On part donc dans le politique et le méta-juridique... Évidemment pour cette question la réponse tient plus de l'opinion, mais je vais quand même essayer.
Pour l'idéologie du RGPD, je vais retenir deux caractéristiques de ce texte.
Tout d'abord, le RGPD aborde la question des données personnelles sous l'angle de la vie privée. Pour le droit européen, protéger les données personnelles c'est donc protéger une liberté fondamentale, nécessaire pour garantir le caractère démocratique de nos sociétés (interdit de rire). En comparaison la loi californienne de protection des données (CCPA), entrée en vigueur le 1er janvier 2020, considère que la protection des données relève du droit commercial. On protège les données pour assurer un fonctionnement sain du marché de la données. D'ailleurs cette loi parle de "consommateurs" là où le RGPD parle de "personnes". Bon le RGPD parle aussi de favoriser un marché commun de la données, mais l'approche est tout de même différente.
La deuxième spécificité que je retiens est que le RGPD a une vocation extra-territoriale (cf. question précédente). Il s'applique au-delà des frontières de l'UE. Pour certains c'est justifié car l'UE doit avoir une autorité morale sur le monde et guider les pratiques des autres pays, pour d'autres c'est une forme d'ingérence, voire de néocolonialisme. Ce qui est certain, c'est que les États-Unis ne se privent pas d'adopter des lois à porter extra-territoriales depuis longtemps et que le RGPD est aussi un acte de défi à ce pays. Il suffit de voir les conflits entre RGPD et Cloud act pour s'en convaincre.
Bon et il faut aussi le dire, le RGPD c'est aussi pour faire la nique aux GAFAM, leur pomper du fric autrement puisque l'impôt ne marche pas, et tenter de favoriser une tech européenne.
Pour ce qui concerne les résultats du RGPD, je dirais que le premier est une certaine prise de conscience de l'exploitation des données. Pour les conséquences à plus long terme, cela dépendra des autorités, des associations et des entreprises qui œuvreront à faire que le RGPD soit réellement appliqué.
Question de @fredurb1
Sous-traiter la gestion d'un site web collectant des données sans risquer de se retrouver hors la loi.
Si j'étais taquin je dirais que ce n'est pas une question...
Sinon, la réponse est plutôt simple en fait. Pour ne pas être hors la loi, il faut s'assurer que son sous-traitant présente les garanties prévues à l'article 28 du RGPD. Pour ça rien de plus simple, prendre la liste des exigences prévues à cet article et les intégrer dans le contrat de sous-traitance. Dernière chose à faire, informer de cette sous-traitance dans la politique de confidentialité. Cela suffit à être conforme. En réalité même pas besoin de vérifier que le sous-traitant respecte le RGPD, il suffit qu'il s'engage à le faire, via la clause dont j'ai parlé.

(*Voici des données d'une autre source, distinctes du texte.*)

//! Error Types for Step Reconciliation
//!
//! ## Design Philosophy
//!
//! The reconciler itself never fails: every hardware anomaly it knows about
//! (day rollover, reboot, counter regression) is repaired by re-anchoring the
//! step offset. Errors exist for the collaborators around it:
//!
//! 1. **Small Size**: Variants carry only `Copy` data and `&'static str`
//!    reasons so they can be returned from store implementations on devices
//!    without an allocator.
//!
//! 2. **Swallowed at the Core**: Store failures are logged by the reconciler
//!    and never retried; the in-memory state stays authoritative until the
//!    next successful write.
//!
//! ## Error Categories
//!
//! ### Sensor Availability
//! - `CapabilityUnavailable`: neither a step counter nor a step detector exists
//! - `SubscriptionFailed`: the platform refused to register a listener
//!
//! ### Persistence
//! - `Storage`: the backing store could not read or write a field
//! - `TypeMismatch`: a stored value has the wrong shape for its field
//!
//! ## Handling Strategy
//!
//! ```rust
//! use stepsync_core::{StepError, StateKey, StateValue, StepStore, MemoryStore};
//!
//! let mut store = MemoryStore::new();
//! match store.set(StateKey::CurrentAppStep, StateValue::Integer(12)) {
//!     Ok(()) => {}
//!     Err(StepError::Storage { key, reason }) => {
//!         // Backend failure - the value lives on in memory only
//!         let _ = (key, reason);
//!     }
//!     Err(_) => {}
//! }
//! ```

use thiserror_no_std::Error;

use crate::traits::{SensorKind, StateKey};

/// Result type for step tracking operations
pub type StepResult<T> = Result<T, StepError>;

/// Step tracking errors - kept small and `Copy` for embedded use
#[derive(Error, Debug, Clone, Copy, PartialEq, Eq)]
pub enum StepError {
    /// Device has neither a step counter nor a step detector
    #[error("Device has no step counter or step detector")]
    CapabilityUnavailable,

    /// Platform refused to register a listener for the sensor
    #[error("Subscription to {kind} sensor refused")]
    SubscriptionFailed {
        /// The sensor that could not be subscribed
        kind: SensorKind,
    },

    /// Persistence backend failed to read or write a field
    #[error("Storage failure on {key}: {reason}")]
    Storage {
        /// Field being read or written
        key: StateKey,
        /// Backend-specific reason
        reason: &'static str,
    },

    /// Stored value does not match the field's type
    #[error("Stored value for {key} has the wrong type")]
    TypeMismatch {
        /// Field whose value was malformed
        key: StateKey,
    },
}

#[cfg(feature = "defmt")]
impl defmt::Format for StepError {
    fn format(&self, fmt: defmt::Formatter) {
        match self {
            Self::CapabilityUnavailable =>
                defmt::write!(fmt, "No step sensor"),
            Self::SubscriptionFailed { kind } =>
                defmt::write!(fmt, "Subscription refused: {}", kind.name()),
            Self::Storage { key, reason } =>
                defmt::write!(fmt, "Storage {}: {}", key.name(), reason),
            Self::TypeMismatch { key } =>
                defmt::write!(fmt, "Type mismatch: {}", key.name()),
        }
    }
}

Dernière chose, la situation se complique un peu si le sous-traitant se situe hors de l'Union Européenne. Mais ce n'était pas la question... qui n'en est pas une d'ailleurs 😎
Parce que beaucoup de gens pensent que le R vient de regulation en anglais, et disent donc la régulation, ce qui ne veut rien dire. Il s'agit d'UN règlement, au masculin donc.
Question de @jerry_wham
*Combien d'établissements hospitaliers (publics et privés) et de médecins (en cabinet privé ou en maison médicale) sont en conformité avec le RGPD ?
J'ai eu beau chercher, je ne trouve pas d'étude sur la question.
D'expérience, je n'en ai encore jamais vu... mais qui sait.
Merci à tous pour vos questions. J'espère que les réponses auront été satisfaisantes. En tout cas cet exercice m'a bien plu et je n'hésiterai pas à renouveler l'expérience.